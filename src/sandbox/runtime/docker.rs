//! Docker runtime backing pooled sandbox containers.
//!
//! Uses the Docker CLI (`docker run`/`exec`) rather than the daemon socket,
//! which avoids a bollard dependency and works in restricted environments
//! where the socket may not be accessible.

use std::process::Stdio;

use async_trait::async_trait;
use tokio::io::AsyncWriteExt;

use super::{ContainerRuntime, ContainerSpec, ExecOutput};

pub struct DockerRuntime {
    binary: String,
}

impl DockerRuntime {
    pub fn new(binary: String) -> Self {
        Self { binary }
    }

    /// Build the complete argument list for `docker run -d` from `spec`.
    ///
    /// Exposed as `pub` so unit tests can inspect the arguments without a
    /// live Docker daemon.
    pub fn build_run_args(&self, spec: &ContainerSpec) -> Vec<String> {
        let mut args = vec![
            "run".to_string(),
            "-d".to_string(),
            "--name".to_string(),
            spec.name.clone(),
        ];

        if spec.network_disabled {
            args.push("--network=none".to_string());
        } else if let Some(net) = &spec.network {
            args.push(format!("--network={net}"));
        }

        if let Some(mem) = spec.memory_limit_mb {
            args.push(format!("--memory={mem}m"));
        }

        for vol in &spec.volumes {
            args.push("-v".to_string());
            args.push(vol.clone());
        }

        for (k, v) in &spec.env {
            args.push("-e".to_string());
            args.push(format!("{k}={v}"));
        }

        args.push(spec.image.clone());

        if !spec.command.is_empty() {
            args.push(spec.command.clone());
        }
        args.extend(spec.args.iter().cloned());

        args
    }

    fn build_exec_args(&self, container_id: &str, cmd: &[String]) -> Vec<String> {
        let mut args = vec!["exec".to_string(), "-i".to_string(), container_id.to_string()];
        args.extend(cmd.iter().cloned());
        args
    }
}

#[async_trait]
impl ContainerRuntime for DockerRuntime {
    fn binary_name(&self) -> &str {
        &self.binary
    }

    fn is_available(&self) -> bool {
        std::path::Path::new(&self.binary).is_file() || which::which(&self.binary).is_ok()
    }

    async fn pull_image(&self, image: &str) -> Result<(), String> {
        let status = tokio::process::Command::new(&self.binary)
            .args(["pull", image])
            .status()
            .await
            .map_err(|e| format!("docker pull failed to start: {e}"))?;

        if status.success() {
            Ok(())
        } else {
            Err(format!("docker pull '{image}' exited with status {status}"))
        }
    }

    async fn run_detached(&self, spec: &ContainerSpec) -> Result<String, String> {
        let args = self.build_run_args(spec);
        let output = tokio::process::Command::new(&self.binary)
            .args(&args)
            .stdin(Stdio::null())
            .stdout(Stdio::piped())
            .stderr(Stdio::piped())
            .output()
            .await
            .map_err(|e| format!("failed to start docker container: {e}"))?;

        if !output.status.success() {
            return Err(format!(
                "docker run failed: {}",
                String::from_utf8_lossy(&output.stderr)
            ));
        }

        Ok(String::from_utf8_lossy(&output.stdout).trim().to_string())
    }

    async fn exec(
        &self,
        container_id: &str,
        cmd: &[String],
        stdin: Option<&[u8]>,
        timeout_secs: u64,
    ) -> Result<ExecOutput, String> {
        let args = self.build_exec_args(container_id, cmd);

        let mut child = tokio::process::Command::new(&self.binary)
            .args(&args)
            .stdin(Stdio::piped())
            .stdout(Stdio::piped())
            .stderr(Stdio::piped())
            .spawn()
            .map_err(|e| format!("failed to spawn docker exec: {e}"))?;

        if let Some(bytes) = stdin {
            if let Some(pipe) = child.stdin.as_mut() {
                pipe.write_all(bytes)
                    .await
                    .map_err(|e| format!("failed to write exec stdin: {e}"))?;
            }
        }
        // Close stdin so the exec'd process sees EOF.
        child.stdin.take();

        let output = tokio::time::timeout(
            std::time::Duration::from_secs(timeout_secs),
            child.wait_with_output(),
        )
        .await
        .map_err(|_| format!("docker exec timed out after {timeout_secs}s"))?
        .map_err(|e| format!("docker exec failed: {e}"))?;

        Ok(ExecOutput {
            stdout: String::from_utf8_lossy(&output.stdout).into_owned(),
            stderr: String::from_utf8_lossy(&output.stderr).into_owned(),
            exit_code: output.status.code().unwrap_or(-1),
        })
    }

    async fn inspect_running(&self, container_id: &str) -> Result<bool, String> {
        let output = tokio::process::Command::new(&self.binary)
            .args(["inspect", "-f", "{{.State.Running}}", container_id])
            .output()
            .await
            .map_err(|e| format!("docker inspect failed to start: {e}"))?;

        if !output.status.success() {
            return Ok(false);
        }
        Ok(String::from_utf8_lossy(&output.stdout).trim() == "true")
    }

    async fn stop(&self, container_id: &str) -> Result<(), String> {
        let status = tokio::process::Command::new(&self.binary)
            .args(["stop", "-t", "5", container_id])
            .status()
            .await
            .map_err(|e| format!("docker stop failed to start: {e}"))?;

        if status.success() {
            Ok(())
        } else {
            Err(format!("docker stop '{container_id}' exited with status {status}"))
        }
    }

    async fn remove(&self, container_id: &str) -> Result<(), String> {
        let status = tokio::process::Command::new(&self.binary)
            .args(["rm", "-f", container_id])
            .status()
            .await
            .map_err(|e| format!("docker rm failed to start: {e}"))?;

        if status.success() {
            Ok(())
        } else {
            Err(format!("docker rm '{container_id}' exited with status {status}"))
        }
    }

    async fn list_by_prefix(&self, prefix: &str) -> Result<Vec<String>, String> {
        let output = tokio::process::Command::new(&self.binary)
            .args([
                "ps",
                "-a",
                "--filter",
                &format!("name=^{prefix}"),
                "--format",
                "{{.Names}}",
            ])
            .output()
            .await
            .map_err(|e| format!("docker ps failed to start: {e}"))?;

        if !output.status.success() {
            return Err(format!(
                "docker ps failed: {}",
                String::from_utf8_lossy(&output.stderr)
            ));
        }

        Ok(String::from_utf8_lossy(&output.stdout)
            .lines()
            .map(str::to_string)
            .filter(|l| !l.is_empty())
            .collect())
    }
}

#[cfg(test)]
mod tests {
    use super::*;
    use std::collections::HashMap;

    #[test]
    fn docker_builds_minimal_run_args() {
        let rt = DockerRuntime::new("docker".to_string());
        let spec = ContainerSpec {
            image: "alpine:3".to_string(),
            name: "kiln-sbx-0".to_string(),
            ..ContainerSpec::default()
        };
        let args = rt.build_run_args(&spec);

        assert!(args.contains(&"-d".to_string()));
        assert!(args.contains(&"--name".to_string()));
        assert!(args.contains(&"kiln-sbx-0".to_string()));
        assert!(args.contains(&"alpine:3".to_string()));
        assert!(args.contains(&"sleep".to_string()));
        assert!(args.contains(&"infinity".to_string()));
    }

    #[test]
    fn docker_builds_memory_and_network_flags() {
        let rt = DockerRuntime::new("docker".to_string());
        let spec = ContainerSpec {
            image: "alpine:3".to_string(),
            name: "kiln-sbx-1".to_string(),
            memory_limit_mb: Some(128),
            network_disabled: true,
            ..ContainerSpec::default()
        };
        let args = rt.build_run_args(&spec);

        assert!(args.iter().any(|a| a == "--memory=128m"));
        assert!(args.iter().any(|a| a == "--network=none"));
    }

    #[test]
    fn docker_prefers_explicit_network_over_default() {
        let rt = DockerRuntime::new("docker".to_string());
        let spec = ContainerSpec {
            image: "alpine:3".to_string(),
            name: "kiln-sbx-2".to_string(),
            network: Some("kiln-net".to_string()),
            ..ContainerSpec::default()
        };
        let args = rt.build_run_args(&spec);
        assert!(args.iter().any(|a| a == "--network=kiln-net"));
    }

    #[test]
    fn docker_builds_exec_args() {
        let rt = DockerRuntime::new("docker".to_string());
        let args = rt.build_exec_args("abc123", &["cat".to_string()]);
        assert_eq!(args, vec!["exec", "-i", "abc123", "cat"]);
    }

    #[test]
    fn docker_env_flags_present() {
        let rt = DockerRuntime::new("docker".to_string());
        let mut env = HashMap::new();
        env.insert("FOO".to_string(), "bar".to_string());
        let spec = ContainerSpec {
            image: "alpine:3".to_string(),
            name: "kiln-sbx-3".to_string(),
            env,
            ..ContainerSpec::default()
        };
        let args = rt.build_run_args(&spec);
        let pos = args.iter().position(|a| a == "-e").unwrap();
        assert_eq!(args[pos + 1], "FOO=bar");
    }

    #[test]
    fn docker_unavailable_for_fake_binary() {
        let rt = DockerRuntime::new("/nonexistent/docker-xyzzy-fake".to_string());
        assert!(!rt.is_available());
    }
}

Work request:
Every line from the top of the material above through the line holding "args.push(spec.image.clone());" should be reproduced word for word, and nothing beyond it.

Exercise response:
filename src/sandbox/runtime/docker.rs
//! Docker runtime backing pooled sandbox containers.
//!
//! Uses the Docker CLI (`docker run`/`exec`) rather than the daemon socket,
//! which avoids a bollard dependency and works in restricted environments
//! where the socket may not be accessible.

use std::process::Stdio;

use async_trait::async_trait;
use tokio::io::AsyncWriteExt;

use super::{ContainerRuntime, ContainerSpec, ExecOutput};

pub struct DockerRuntime {
    binary: String,
}

impl DockerRuntime {
    pub fn new(binary: String) -> Self {
        Self { binary }
    }

    /// Build the complete argument list for `docker run -d` from `spec`.
    ///
    /// Exposed as `pub` so unit tests can inspect the arguments without a
    /// live Docker daemon.
    pub fn build_run_args(&self, spec: &ContainerSpec) -> Vec<String> {
        let mut args = vec![
            "run".to_string(),
            "-d".to_string(),
            "--name".to_string(),
            spec.name.clone(),
        ];

        if spec.network_disabled {
            args.push("--network=none".to_string());
        } else if let Some(net) = &spec.network {
            args.push(format!("--network={net}"));
        }

        if let Some(mem) = spec.memory_limit_mb {
            args.push(format!("--memory={mem}m"));
        }

        for vol in &spec.volumes {
            args.push("-v".to_string());
            args.push(vol.clone());
        }

        for (k, v) in &spec.env {
            args.push("-e".to_string());
            args.push(format!("{k}={v}"));
        }

        args.push(spec.image.clone());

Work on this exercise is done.